Currently, automated tools for creating presentations from research papers aren't very good. They often struggle to tell a compelling story, the designs aren't aesthetically pleasing, and they can't really improve themselves without human input. The core issue is that these systems can't accurately judge how good their presentations are, so they can't learn to make them better. It's hard to fix something if you can't evaluate it!

What's the solution?

The researchers developed EvoPresent, which uses a technique called reinforcement learning to create and refine presentations. A key part of EvoPresent is a model called PresAesth that's specifically designed to evaluate the visual quality of slides – things like color schemes, layout, and overall design. PresAesth can score presentations, identify flaws, and compare different designs, even when there isn't a lot of example data to learn from.
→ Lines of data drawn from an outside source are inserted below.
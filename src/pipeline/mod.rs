pub mod dispatch;
pub mod format;
pub mod run;
pub mod summarize;
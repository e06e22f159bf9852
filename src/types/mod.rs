pub mod record;
pub mod workout;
They also created a large dataset of research papers and presentations to test their system thoroughly.

Why it matters?

This work is important because it addresses a real need in the academic community: effectively sharing research findings. Better automated presentations can help researchers reach a wider audience and have a greater impact. The findings show that good feedback is crucial for improvement, and that balancing visual design with strong content is a challenge for these automated systems. Ultimately, this research moves us closer to AI tools that can create truly effective and engaging presentations without constant human intervention.

Abstract

The promotion of academic papers has become an important means of enhancing research visibility. However, existing automated methods struggle limited storytelling, insufficient aesthetic quality, and constrained self-adjustment, making it difficult to achieve efficient and engaging dissemination. At the heart of those challenges is a simple principle: there is no way to improve it when you cannot evaluate it right. To address this, we introduce EvoPresent, a self-improvement agent framework that unifies coherent narratives, aesthetic-aware designs, and realistic presentation delivery via virtual characters. Central to EvoPresent is PresAesth, a multi-task reinforcement learning (RL) aesthetic model that provides reliable aesthetic scoring, defect adjustment, and comparative feedback, enabling iterative self-improvement even under limited aesthetic training data. To systematically evaluate the methods, we introduce EvoPresent Benchmark, a comprehensive benchmark comprising: Presentation Generation Quality, built on 650 top-tier AI conference papers with multimodal resources (slides, videos and scripts) to assess both content and design; and Aesthetic Awareness, consisting of 2,000 slide pairs with varying aesthetic levels, supporting joint training and evaluation on scoring, defect adjustment, and comparison. Our findings highlight that (i) High-quality feedback is essential for agent self-improvement, while initial capability alone does not guarantee effective self-correction. (ii) Automated generation pipelines exhibit a trade-off between visual design and content construction. (iii) Multi-task RL training shows stronger generalization in aesthetic awareness tasks.